Exercise directions » Of the material below, the lines to be retyped are those from the line containing "pub struct JobRepo;" through the line containing "WHERE status = ? \", inclusive; reproduce them exactly.

Data shown »

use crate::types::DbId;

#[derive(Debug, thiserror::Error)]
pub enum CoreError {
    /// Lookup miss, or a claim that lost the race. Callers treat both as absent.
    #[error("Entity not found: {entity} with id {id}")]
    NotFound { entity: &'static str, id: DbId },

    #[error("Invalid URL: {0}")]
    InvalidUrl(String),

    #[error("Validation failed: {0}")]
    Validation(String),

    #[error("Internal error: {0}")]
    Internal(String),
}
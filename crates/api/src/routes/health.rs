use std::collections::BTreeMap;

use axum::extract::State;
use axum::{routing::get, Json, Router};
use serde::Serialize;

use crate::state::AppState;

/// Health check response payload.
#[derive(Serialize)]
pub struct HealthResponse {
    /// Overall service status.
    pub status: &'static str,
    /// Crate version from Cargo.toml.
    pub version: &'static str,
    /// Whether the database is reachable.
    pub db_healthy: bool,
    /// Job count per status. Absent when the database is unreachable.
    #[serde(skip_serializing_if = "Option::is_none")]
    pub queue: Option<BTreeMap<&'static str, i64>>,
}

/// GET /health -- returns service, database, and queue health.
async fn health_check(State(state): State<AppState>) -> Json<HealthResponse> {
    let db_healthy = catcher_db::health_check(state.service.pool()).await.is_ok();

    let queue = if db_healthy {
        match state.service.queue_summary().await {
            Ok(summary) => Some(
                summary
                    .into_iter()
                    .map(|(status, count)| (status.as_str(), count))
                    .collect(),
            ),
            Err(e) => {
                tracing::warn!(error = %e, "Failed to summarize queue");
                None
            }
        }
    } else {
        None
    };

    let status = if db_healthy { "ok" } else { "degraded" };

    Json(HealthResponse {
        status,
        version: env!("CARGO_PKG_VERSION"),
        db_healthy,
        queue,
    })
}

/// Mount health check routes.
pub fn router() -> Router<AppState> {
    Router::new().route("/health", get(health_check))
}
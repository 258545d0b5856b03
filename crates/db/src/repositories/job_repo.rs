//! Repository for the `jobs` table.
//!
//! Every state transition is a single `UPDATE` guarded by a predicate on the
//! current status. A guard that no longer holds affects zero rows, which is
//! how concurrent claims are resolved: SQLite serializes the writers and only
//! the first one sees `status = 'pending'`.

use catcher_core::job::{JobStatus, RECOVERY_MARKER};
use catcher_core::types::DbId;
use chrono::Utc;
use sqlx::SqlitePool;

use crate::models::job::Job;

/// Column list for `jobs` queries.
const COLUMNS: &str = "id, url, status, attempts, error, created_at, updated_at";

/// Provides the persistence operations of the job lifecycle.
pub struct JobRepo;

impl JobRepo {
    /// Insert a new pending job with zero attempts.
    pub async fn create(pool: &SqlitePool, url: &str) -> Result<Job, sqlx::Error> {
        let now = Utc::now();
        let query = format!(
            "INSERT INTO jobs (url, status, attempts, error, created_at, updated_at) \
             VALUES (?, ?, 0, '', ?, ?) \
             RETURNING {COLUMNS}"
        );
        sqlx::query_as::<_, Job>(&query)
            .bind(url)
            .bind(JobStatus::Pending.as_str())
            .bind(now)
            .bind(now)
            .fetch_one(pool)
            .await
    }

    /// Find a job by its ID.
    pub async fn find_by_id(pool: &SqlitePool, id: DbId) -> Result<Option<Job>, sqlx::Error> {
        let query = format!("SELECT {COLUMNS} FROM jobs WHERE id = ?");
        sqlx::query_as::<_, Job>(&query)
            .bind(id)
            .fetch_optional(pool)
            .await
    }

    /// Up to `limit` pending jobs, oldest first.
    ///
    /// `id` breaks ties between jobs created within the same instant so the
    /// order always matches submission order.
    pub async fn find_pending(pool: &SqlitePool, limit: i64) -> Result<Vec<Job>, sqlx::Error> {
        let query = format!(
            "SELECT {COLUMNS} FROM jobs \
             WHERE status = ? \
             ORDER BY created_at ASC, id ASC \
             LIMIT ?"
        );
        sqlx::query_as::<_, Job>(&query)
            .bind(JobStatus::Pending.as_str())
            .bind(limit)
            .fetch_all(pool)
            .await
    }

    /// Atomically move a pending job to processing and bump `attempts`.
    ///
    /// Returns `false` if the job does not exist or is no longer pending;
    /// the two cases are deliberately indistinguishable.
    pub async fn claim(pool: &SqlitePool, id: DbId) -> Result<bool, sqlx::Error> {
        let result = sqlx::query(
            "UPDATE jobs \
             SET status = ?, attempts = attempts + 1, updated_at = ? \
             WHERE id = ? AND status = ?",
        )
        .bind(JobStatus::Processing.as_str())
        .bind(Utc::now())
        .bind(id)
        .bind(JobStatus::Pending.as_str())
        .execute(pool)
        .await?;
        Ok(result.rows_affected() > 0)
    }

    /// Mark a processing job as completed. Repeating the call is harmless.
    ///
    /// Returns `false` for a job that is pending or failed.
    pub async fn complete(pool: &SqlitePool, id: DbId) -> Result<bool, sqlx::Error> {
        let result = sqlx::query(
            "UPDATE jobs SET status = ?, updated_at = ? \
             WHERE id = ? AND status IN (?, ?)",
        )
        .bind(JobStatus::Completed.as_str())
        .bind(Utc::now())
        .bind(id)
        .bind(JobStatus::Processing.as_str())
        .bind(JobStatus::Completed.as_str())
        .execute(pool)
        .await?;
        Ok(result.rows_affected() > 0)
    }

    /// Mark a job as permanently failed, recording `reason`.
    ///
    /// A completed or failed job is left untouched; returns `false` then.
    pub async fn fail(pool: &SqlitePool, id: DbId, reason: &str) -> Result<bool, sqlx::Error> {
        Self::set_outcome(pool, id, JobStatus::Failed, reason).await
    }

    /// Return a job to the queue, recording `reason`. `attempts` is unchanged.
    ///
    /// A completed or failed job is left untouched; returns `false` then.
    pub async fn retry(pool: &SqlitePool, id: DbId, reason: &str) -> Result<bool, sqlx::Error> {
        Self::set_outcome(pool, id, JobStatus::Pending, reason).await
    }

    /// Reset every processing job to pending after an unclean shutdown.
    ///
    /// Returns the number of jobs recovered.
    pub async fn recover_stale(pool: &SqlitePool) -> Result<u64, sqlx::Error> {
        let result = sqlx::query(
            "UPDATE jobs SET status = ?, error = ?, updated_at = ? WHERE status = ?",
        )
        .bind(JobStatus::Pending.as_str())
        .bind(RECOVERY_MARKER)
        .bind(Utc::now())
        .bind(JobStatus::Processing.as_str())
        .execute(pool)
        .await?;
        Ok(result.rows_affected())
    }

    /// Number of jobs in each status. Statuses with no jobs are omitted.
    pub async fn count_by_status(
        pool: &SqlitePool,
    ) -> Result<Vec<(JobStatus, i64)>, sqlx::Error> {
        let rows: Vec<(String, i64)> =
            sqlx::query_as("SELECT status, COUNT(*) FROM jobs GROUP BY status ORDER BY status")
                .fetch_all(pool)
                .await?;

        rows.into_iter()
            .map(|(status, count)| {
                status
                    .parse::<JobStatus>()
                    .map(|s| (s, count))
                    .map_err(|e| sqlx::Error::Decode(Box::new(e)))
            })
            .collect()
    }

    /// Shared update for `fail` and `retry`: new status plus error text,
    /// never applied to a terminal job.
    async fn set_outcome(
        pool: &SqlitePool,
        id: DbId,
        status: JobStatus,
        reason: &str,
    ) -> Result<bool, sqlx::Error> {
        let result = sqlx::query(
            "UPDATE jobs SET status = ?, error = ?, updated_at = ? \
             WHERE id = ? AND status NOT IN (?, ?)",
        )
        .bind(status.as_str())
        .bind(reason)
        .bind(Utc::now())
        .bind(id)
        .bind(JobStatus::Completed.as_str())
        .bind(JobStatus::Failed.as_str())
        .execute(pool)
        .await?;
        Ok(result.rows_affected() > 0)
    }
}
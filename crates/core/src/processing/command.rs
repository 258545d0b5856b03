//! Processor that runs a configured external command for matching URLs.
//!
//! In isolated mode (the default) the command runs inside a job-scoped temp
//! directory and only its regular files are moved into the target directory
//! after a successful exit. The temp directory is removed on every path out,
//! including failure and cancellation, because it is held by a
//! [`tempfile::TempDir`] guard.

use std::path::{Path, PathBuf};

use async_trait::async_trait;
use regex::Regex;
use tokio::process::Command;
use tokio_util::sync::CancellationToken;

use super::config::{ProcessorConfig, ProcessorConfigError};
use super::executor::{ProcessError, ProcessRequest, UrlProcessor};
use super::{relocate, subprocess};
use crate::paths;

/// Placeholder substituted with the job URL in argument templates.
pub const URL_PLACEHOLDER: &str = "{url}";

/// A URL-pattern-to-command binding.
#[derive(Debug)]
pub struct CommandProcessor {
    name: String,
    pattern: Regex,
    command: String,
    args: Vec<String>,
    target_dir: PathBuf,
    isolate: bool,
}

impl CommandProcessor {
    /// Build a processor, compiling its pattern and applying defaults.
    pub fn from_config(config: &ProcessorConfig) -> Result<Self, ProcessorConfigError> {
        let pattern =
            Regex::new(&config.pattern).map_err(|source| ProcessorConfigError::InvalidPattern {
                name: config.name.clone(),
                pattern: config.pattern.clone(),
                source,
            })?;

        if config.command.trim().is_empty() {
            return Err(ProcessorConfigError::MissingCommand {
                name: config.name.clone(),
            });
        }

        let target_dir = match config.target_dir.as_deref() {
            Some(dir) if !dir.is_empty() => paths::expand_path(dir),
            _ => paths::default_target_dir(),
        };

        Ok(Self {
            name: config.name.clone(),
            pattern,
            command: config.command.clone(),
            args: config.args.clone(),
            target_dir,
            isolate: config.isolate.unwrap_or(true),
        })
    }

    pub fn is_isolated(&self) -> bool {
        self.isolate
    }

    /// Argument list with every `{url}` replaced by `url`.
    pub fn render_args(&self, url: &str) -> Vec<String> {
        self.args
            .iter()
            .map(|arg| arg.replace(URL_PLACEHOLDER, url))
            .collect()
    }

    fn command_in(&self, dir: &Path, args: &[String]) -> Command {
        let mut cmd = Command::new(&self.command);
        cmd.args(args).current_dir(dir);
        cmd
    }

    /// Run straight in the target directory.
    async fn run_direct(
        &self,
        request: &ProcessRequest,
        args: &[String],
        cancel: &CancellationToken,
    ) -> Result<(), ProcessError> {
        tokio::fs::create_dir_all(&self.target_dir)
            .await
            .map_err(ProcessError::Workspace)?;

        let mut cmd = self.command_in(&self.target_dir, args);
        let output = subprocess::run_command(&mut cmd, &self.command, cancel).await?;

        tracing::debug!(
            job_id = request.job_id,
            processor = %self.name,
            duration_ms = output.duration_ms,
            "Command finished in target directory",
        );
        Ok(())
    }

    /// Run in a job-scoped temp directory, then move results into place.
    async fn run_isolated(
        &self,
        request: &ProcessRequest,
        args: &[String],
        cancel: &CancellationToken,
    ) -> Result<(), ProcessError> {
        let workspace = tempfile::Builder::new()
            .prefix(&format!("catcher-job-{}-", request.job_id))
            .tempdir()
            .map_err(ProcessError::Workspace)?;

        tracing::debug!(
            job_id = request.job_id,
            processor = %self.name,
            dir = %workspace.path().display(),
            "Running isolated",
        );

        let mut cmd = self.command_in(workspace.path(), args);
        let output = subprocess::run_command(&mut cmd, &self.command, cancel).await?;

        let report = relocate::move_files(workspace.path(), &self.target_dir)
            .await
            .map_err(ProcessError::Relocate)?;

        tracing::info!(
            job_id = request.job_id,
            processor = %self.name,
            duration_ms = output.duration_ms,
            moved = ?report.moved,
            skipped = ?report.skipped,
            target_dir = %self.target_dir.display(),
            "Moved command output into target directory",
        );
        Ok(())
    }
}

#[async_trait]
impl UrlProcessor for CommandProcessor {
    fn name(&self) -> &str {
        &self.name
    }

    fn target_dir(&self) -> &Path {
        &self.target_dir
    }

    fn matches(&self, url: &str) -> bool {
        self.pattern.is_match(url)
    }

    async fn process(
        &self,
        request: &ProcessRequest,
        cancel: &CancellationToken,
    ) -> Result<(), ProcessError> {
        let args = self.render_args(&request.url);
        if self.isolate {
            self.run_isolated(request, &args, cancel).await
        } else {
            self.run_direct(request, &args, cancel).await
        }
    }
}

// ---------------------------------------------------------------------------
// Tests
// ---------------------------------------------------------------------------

Answer space »
pub struct JobRepo;

impl JobRepo {
    /// Insert a new pending job with zero attempts.
    pub async fn create(pool: &SqlitePool, url: &str) -> Result<Job, sqlx::Error> {
        let now = Utc::now();
        let query = format!(
            "INSERT INTO jobs (url, status, attempts, error, created_at, updated_at) \
             VALUES (?, ?, 0, '', ?, ?) \
             RETURNING {COLUMNS}"
        );
        sqlx::query_as::<_, Job>(&query)
            .bind(url)
            .bind(JobStatus::Pending.as_str())
            .bind(now)
            .bind(now)
            .fetch_one(pool)
            .await
    }

    /// Find a job by its ID.
    pub async fn find_by_id(pool: &SqlitePool, id: DbId) -> Result<Option<Job>, sqlx::Error> {
        let query = format!("SELECT {COLUMNS} FROM jobs WHERE id = ?");
        sqlx::query_as::<_, Job>(&query)
            .bind(id)
            .fetch_optional(pool)
            .await
    }

    /// Up to `limit` pending jobs, oldest first.
    ///
    /// `id` breaks ties between jobs created within the same instant so the
    /// order always matches submission order.
    pub async fn find_pending(pool: &SqlitePool, limit: i64) -> Result<Vec<Job>, sqlx::Error> {
        let query = format!(
            "SELECT {COLUMNS} FROM jobs \
             WHERE status = ? \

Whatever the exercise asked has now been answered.